### TASK ITEM
Could you please find each line in the records that contains the word "startup" and copy it?

### RECORDED DATA
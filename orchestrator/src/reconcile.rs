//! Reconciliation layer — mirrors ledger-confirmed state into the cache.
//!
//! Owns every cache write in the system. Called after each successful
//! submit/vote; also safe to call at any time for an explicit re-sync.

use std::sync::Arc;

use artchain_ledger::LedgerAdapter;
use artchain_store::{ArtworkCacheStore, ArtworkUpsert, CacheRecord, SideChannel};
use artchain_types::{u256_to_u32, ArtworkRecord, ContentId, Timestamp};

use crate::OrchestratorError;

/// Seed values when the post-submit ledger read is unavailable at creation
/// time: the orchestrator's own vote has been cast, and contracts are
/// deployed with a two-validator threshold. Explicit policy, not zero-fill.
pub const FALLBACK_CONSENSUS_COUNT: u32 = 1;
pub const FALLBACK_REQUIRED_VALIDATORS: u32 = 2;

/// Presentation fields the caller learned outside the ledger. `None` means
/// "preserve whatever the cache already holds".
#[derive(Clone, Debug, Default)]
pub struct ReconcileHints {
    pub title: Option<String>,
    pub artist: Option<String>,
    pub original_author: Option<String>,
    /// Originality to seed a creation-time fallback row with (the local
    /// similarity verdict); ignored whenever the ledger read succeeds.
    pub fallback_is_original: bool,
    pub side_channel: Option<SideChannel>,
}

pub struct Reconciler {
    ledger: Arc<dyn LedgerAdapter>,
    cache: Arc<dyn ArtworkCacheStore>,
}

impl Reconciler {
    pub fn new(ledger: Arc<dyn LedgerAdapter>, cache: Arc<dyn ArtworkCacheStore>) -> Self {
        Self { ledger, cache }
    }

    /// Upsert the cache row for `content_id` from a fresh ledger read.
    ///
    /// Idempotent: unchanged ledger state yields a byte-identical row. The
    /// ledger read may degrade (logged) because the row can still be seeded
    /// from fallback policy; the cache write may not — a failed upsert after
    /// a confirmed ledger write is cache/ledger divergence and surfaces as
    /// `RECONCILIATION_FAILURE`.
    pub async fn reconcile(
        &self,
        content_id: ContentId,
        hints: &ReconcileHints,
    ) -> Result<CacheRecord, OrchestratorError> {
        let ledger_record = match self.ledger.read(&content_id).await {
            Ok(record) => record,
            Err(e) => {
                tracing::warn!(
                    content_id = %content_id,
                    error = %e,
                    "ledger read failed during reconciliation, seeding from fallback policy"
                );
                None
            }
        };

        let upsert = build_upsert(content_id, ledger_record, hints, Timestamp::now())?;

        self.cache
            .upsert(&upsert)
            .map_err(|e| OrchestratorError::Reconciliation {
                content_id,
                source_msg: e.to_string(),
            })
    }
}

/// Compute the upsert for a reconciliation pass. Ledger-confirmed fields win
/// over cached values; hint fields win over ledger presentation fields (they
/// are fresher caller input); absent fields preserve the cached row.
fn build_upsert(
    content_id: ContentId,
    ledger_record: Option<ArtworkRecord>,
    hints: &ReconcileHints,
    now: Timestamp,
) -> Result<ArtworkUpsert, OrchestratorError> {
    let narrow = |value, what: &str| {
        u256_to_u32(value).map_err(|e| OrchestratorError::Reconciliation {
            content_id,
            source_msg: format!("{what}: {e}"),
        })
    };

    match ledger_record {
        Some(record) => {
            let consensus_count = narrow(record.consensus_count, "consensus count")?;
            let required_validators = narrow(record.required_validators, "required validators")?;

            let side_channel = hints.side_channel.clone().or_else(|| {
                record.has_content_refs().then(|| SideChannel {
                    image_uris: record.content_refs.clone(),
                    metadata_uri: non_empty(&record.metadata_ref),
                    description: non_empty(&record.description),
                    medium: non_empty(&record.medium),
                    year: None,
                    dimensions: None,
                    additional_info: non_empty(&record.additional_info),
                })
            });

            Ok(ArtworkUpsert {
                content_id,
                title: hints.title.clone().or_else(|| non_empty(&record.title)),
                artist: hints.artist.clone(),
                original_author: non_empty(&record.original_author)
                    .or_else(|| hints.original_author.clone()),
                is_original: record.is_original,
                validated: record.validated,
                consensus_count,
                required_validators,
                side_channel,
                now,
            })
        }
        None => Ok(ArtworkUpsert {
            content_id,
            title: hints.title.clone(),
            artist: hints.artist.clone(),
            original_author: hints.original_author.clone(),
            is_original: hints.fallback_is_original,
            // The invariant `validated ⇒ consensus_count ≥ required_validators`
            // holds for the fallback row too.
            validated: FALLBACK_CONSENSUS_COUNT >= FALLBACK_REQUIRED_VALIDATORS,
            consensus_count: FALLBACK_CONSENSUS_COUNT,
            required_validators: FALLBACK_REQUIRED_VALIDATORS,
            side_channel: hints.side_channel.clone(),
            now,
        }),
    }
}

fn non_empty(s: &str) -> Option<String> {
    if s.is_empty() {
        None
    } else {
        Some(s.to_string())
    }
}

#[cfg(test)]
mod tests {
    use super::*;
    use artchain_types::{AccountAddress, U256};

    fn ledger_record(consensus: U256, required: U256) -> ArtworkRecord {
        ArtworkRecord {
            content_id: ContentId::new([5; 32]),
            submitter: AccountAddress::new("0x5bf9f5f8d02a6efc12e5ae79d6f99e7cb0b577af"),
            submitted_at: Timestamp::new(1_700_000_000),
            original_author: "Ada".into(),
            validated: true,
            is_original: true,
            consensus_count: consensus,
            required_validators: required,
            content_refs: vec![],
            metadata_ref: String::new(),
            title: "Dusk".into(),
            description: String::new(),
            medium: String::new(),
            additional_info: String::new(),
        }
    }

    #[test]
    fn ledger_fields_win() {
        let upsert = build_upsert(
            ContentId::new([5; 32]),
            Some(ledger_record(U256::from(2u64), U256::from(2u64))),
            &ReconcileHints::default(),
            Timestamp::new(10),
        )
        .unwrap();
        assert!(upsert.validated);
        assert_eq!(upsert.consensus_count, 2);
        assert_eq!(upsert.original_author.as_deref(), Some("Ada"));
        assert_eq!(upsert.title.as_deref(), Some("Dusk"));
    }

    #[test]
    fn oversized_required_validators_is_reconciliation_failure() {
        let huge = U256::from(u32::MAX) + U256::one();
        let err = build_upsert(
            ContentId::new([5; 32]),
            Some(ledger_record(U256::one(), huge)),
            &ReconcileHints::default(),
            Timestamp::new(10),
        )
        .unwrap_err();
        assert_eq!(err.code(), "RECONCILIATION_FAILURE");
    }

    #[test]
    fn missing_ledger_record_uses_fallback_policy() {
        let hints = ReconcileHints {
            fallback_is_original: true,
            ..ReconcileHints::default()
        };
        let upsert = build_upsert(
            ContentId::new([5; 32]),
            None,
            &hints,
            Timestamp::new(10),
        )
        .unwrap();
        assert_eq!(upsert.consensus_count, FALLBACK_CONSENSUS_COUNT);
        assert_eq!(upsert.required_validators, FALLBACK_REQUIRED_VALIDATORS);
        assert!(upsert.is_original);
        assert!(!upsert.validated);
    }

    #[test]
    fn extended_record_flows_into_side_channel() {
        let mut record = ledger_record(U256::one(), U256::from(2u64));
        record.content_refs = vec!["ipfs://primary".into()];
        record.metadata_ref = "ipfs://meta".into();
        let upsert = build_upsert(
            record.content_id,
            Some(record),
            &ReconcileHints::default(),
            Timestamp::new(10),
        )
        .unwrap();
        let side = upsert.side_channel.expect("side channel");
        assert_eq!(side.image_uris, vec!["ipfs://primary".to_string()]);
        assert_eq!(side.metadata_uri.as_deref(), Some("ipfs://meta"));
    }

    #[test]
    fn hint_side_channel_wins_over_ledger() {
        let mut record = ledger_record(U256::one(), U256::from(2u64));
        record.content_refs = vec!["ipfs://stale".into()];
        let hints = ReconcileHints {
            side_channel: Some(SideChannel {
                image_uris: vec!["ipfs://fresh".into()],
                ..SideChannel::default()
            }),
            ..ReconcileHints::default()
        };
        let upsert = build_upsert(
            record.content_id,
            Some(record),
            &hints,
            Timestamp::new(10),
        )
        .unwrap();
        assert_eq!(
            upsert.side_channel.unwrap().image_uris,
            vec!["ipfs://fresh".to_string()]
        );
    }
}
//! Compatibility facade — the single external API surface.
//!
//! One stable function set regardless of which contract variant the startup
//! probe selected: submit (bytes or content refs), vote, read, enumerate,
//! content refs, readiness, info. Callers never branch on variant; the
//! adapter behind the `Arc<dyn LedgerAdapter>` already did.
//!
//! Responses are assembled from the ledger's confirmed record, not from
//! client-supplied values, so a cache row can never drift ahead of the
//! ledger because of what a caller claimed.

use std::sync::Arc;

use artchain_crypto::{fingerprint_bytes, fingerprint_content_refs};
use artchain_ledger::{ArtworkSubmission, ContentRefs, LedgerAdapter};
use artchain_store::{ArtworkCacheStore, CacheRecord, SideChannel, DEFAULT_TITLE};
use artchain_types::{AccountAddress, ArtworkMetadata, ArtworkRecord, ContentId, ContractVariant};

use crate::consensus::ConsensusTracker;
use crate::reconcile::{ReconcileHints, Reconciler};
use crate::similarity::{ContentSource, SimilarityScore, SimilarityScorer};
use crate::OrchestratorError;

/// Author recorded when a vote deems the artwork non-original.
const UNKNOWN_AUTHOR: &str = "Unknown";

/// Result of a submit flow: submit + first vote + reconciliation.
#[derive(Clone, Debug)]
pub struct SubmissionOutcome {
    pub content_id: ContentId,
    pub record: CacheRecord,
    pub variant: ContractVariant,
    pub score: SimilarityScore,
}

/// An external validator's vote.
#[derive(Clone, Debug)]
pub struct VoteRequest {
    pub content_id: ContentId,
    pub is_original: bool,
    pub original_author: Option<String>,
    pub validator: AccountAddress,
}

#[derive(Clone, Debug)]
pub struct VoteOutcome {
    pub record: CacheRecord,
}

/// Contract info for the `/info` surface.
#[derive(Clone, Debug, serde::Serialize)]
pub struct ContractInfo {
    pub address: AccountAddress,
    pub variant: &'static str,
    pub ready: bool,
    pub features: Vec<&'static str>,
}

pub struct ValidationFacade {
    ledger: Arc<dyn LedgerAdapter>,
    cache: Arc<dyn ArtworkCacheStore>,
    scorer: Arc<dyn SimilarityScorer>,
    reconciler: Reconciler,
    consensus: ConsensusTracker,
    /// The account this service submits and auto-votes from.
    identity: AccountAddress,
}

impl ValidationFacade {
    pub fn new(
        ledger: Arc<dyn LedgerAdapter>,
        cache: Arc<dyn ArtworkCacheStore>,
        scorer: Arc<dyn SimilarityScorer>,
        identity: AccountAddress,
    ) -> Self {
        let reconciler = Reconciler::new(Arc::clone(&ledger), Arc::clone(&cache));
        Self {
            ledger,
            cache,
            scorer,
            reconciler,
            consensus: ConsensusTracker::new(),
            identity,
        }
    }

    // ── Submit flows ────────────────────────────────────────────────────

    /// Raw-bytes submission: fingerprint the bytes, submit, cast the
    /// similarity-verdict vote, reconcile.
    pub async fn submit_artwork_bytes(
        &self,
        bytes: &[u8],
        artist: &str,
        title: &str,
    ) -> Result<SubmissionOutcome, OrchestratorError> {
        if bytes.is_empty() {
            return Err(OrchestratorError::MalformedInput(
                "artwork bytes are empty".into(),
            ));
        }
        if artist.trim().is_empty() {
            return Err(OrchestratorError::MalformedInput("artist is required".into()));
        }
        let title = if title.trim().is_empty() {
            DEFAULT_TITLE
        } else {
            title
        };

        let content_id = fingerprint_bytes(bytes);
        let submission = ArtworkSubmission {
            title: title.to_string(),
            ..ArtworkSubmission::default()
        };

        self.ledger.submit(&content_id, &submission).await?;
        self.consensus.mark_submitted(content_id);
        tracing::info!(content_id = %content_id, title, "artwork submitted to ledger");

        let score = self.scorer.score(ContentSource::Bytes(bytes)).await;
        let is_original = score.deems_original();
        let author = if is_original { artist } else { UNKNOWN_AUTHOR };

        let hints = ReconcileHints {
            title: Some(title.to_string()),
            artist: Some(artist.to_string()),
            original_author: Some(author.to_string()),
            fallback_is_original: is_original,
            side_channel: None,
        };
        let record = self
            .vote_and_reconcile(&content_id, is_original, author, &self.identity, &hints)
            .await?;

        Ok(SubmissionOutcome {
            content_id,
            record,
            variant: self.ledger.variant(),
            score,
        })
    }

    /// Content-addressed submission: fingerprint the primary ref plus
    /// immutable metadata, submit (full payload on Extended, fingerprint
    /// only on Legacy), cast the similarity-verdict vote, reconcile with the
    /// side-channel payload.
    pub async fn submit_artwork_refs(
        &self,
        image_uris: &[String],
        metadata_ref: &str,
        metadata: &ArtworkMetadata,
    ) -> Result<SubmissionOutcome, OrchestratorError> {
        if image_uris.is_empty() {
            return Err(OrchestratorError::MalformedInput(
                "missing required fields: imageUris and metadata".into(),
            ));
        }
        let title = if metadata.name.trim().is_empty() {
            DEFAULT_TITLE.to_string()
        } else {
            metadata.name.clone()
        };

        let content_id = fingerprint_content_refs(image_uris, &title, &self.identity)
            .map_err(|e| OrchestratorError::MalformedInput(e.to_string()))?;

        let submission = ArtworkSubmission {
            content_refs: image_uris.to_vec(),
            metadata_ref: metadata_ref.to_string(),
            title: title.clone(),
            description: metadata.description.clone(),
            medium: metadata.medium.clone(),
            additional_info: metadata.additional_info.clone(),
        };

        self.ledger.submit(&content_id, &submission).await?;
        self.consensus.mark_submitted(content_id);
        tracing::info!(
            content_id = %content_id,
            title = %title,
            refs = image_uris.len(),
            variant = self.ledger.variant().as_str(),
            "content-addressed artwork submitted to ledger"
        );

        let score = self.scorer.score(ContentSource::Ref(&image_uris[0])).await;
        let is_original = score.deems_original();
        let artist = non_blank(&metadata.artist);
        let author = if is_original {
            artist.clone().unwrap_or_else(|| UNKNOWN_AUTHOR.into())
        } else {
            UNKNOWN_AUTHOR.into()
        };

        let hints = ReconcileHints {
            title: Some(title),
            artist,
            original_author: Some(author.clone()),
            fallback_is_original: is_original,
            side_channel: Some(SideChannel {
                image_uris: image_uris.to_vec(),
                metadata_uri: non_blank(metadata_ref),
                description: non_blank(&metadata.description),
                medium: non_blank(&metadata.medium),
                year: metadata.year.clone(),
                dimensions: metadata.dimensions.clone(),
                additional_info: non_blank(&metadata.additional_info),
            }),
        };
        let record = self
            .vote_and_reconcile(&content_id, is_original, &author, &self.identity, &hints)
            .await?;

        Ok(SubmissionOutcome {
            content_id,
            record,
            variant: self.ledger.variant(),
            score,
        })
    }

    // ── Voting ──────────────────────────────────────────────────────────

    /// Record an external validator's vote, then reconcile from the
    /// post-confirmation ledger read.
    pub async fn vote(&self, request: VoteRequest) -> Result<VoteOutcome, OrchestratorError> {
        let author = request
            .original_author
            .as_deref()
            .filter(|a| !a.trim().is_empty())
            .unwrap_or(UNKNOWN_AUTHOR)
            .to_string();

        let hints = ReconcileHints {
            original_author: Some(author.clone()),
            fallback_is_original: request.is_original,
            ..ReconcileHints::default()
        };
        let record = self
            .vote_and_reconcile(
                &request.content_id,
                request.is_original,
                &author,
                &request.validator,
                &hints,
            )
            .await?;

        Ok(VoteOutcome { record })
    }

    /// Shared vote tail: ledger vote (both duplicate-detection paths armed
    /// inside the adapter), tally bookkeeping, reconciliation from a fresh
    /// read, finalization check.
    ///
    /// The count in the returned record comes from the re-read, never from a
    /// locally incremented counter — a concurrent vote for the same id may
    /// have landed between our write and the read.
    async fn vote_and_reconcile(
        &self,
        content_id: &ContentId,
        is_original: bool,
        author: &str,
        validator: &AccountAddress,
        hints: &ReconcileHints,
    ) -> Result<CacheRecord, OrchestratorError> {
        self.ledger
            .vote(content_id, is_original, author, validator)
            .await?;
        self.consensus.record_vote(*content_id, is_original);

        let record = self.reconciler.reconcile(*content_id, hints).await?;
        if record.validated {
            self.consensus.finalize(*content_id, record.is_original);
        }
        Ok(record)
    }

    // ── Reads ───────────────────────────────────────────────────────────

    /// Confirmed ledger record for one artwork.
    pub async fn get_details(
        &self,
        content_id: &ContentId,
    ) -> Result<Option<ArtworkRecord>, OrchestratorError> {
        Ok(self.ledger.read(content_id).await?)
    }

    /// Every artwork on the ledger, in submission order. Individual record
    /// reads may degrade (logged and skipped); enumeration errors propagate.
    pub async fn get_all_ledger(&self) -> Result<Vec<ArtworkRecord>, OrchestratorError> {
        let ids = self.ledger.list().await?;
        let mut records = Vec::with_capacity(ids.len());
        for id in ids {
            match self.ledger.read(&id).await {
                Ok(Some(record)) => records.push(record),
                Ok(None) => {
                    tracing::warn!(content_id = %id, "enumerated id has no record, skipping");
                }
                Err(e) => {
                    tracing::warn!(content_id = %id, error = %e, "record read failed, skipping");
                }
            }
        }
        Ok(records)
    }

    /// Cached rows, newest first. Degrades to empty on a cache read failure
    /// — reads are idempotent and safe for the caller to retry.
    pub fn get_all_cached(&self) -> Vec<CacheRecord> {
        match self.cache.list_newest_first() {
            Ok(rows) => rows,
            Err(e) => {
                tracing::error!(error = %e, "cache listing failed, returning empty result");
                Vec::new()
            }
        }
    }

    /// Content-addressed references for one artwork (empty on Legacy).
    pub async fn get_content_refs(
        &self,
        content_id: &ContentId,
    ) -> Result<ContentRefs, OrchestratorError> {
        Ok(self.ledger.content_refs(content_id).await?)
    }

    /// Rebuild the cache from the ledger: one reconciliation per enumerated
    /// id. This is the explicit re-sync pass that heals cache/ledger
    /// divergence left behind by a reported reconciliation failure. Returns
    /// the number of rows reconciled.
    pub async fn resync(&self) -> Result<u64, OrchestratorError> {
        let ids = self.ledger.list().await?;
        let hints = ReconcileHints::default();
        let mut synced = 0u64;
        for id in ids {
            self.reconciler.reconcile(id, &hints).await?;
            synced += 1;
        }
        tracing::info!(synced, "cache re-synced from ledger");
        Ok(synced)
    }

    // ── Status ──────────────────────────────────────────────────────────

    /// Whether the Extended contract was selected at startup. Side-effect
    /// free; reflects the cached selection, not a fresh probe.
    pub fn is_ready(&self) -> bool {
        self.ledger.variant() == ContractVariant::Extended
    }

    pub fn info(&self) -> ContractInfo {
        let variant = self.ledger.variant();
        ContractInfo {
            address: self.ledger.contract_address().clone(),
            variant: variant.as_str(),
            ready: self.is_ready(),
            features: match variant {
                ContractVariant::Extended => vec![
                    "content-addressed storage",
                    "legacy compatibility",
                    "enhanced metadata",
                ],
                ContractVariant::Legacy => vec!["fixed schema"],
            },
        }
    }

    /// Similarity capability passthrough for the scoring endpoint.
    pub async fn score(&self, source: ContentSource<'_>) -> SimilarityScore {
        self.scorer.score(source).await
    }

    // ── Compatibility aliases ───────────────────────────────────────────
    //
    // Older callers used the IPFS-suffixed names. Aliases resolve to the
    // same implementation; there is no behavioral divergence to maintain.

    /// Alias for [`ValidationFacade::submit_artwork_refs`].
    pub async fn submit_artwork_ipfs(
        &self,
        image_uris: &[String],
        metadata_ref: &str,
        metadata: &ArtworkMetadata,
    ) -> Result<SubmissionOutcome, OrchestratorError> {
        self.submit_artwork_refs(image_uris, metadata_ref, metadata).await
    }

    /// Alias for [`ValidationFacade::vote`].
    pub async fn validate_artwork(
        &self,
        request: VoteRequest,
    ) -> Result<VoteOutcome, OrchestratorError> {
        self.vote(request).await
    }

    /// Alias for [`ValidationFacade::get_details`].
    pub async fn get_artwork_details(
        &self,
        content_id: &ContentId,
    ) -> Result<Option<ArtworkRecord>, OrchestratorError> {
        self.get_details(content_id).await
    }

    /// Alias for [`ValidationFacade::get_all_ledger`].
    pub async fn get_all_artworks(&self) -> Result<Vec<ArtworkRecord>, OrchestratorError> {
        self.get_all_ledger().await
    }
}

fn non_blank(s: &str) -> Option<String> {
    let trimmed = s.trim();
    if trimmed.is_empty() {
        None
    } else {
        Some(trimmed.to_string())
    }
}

### RESULT OF THE TASK
//! One stable function set regardless of which contract variant the startup
    /// Whether the Extended contract was selected at startup. Side-effect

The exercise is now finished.